8Dans La Démocratie, sa nature et sa valeur, Kelsen considère de son côté aussi l’indétermination comme une qualité démocratique, mais dans un sens plus limité, d’ordre épistémologique. Il s’agit pour lui de souligner que le régime démocratique est indissociable d’un certain relativisme en matière de convictions politiques et qu’il implique de se mettre à distance de toute prétention à posséder ou à réaliser une forme de vérité. L’indétermination est donc chez lui l’expression d’un scepticisme philosophique. La démocratie est dans cette perspective pour Kelsen le régime qui repousse l’absolu. Ce qui le conduit par exemple à refuser l’idée que pourrait vraiment être déterminée une « volonté générale ». Il conçoit de cette façon la démocratie comme une simple « méthode de création de l’ordre social » qui donne au suffrage de la majorité un pouvoir de direction qui ne saurait se confondre avec une quelconque prétention à incarner le bien et le juste.

9J’ai, quant à moi, défini différemment cette notion d’« indétermination démocratique ». Je l’ai située sur un autre plan que ces deux auteurs, plus fonctionnel. J’ai entendu par là renvoyer au fait que le sujet de la démocratie, son objet et ses procédures sont structurellement liés à des tensions, à des ambiguïtés, à des paradoxes, à des apories, à des asymétries, à des superpositions qui en rendent la définition et la conception problématiques ; qui sont aussi conséquemment la source de multiples formes de désenchantement. J’ai distingué cinq formes d’indétermination.

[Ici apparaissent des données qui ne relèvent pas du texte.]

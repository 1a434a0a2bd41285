use adc_uplink::acquisition::AcquisitionEngine;
use adc_uplink::adc::AdcBank;
use adc_uplink::adc::sim::SimAdc;
use adc_uplink::clock::MonotonicClock;
use adc_uplink::config::{ASSOCIATION_POLL_PERIOD, RETRY_BACKOFF, ServerConfig};
use adc_uplink::network::{ResolverLink, wait_for_association};
use adc_uplink::retry::FixedBackoff;
use adc_uplink::scheduler::CycleScheduler;
use adc_uplink::telemetry_task::run_telemetry_loop;
use adc_uplink::transmission::TransmissionClient;
use adc_uplink::transmission::tcp::TcpTransport;
use anyhow::Context;
use tracing::*;
use tracing_subscriber::FmtSubscriber;

/// Application & Tokio executor entrypoint
#[tokio::main(flavor = "current_thread")]
async fn main() -> anyhow::Result<()> {
    let subscriber = FmtSubscriber::builder()
        // all spans/events with a level higher than TRACE (e.g, debug, info, warn, etc.)
        // will be written to stdout.
        .with_max_level(Level::INFO)
        .finish();

    tracing::subscriber::set_global_default(subscriber)
        .expect("setting default tracing subscriber failed");

    let server = ServerConfig::load()?;

    // Spin until the network is up
    let mut link = ResolverLink::new(&server);
    wait_for_association(&mut link, &mut FixedBackoff::new(ASSOCIATION_POLL_PERIOD)).await;

    // Both converters must come up, there is no degraded mode
    let bank = AdcBank::initialize(SimAdc::new(), SimAdc::new())
        .context("ADC initialization failed, halting")?;

    let scheduler = CycleScheduler::new(
        AcquisitionEngine::new(bank),
        TransmissionClient::new(TcpTransport::new(), server),
        MonotonicClock::new(),
        FixedBackoff::new(RETRY_BACKOFF),
    );

    run_telemetry_loop(scheduler).await;
    Ok(())
}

101) Les tensions structurantes. Elles sont formées par la poursuite simultanée d’objectifs divergents (la notion clef est celle de divergence). On peut en donner deux exemples. Dans le vote, deux qualités du représentant sont recherchées : la capacité et la proximité, qui dessinent deux idéaux-types. La proximité renvoie à la catégorie de représentation-figuration : le représentant comme double valorisant, fidèle expression, voix du représenté. La capacité renvoie quant à elle à la représentation-délégation : le représentant comme homme de confiance, mandataire informé. Capacité et proximité : chacune de ces notions – renvoyant elles-mêmes aux principes de similarité et de distinction – se lie à une procédure différente de mise en œuvre. Si c’est le principe de similarité qui est visé, il s’agit de déterminer quelles sont les conditions pour choisir le quelconque. En revanche, si c’est le principe de distinction qui est visé, le problème est de savoir comment déterminer l’exceptionnel. La meilleure procédure pour déterminer le quelconque est le tirage au sort. Il s’impose comme alternative à l’élection dans tous les cas où le but est de choisir non pas l’éminence mais le caractère commun. S’il s’agit au contraire de faire une sélection, il faudrait à la limite avoir recours à un examen ou à un concours, ou encore au suffrage censitaire (le suffrage censitaire étant supposé induire l’expression des plus sages ou des plus raisonnables). L’élection est donc tendue entre le mécanisme du tirage au sort et celui du concours ou de l’examen. Ils correspondent à deux sens du gouvernement représentatif. Celui-ci peut être considéré comme un substitut technique à une impossible démocratie directe, ou bien comme une alternative à cette démocratie directe. Toute cette discussion sur le substitut ou l’alternative à la démocratie directe a été absolument centrale dans les révolutions américaine et française sans être jamais tranchée. La première forme d’indétermination tient donc à des tensions structurantes entre lesquelles il faut trouver une forme de compromis, mais qui sont internes à la démocratie.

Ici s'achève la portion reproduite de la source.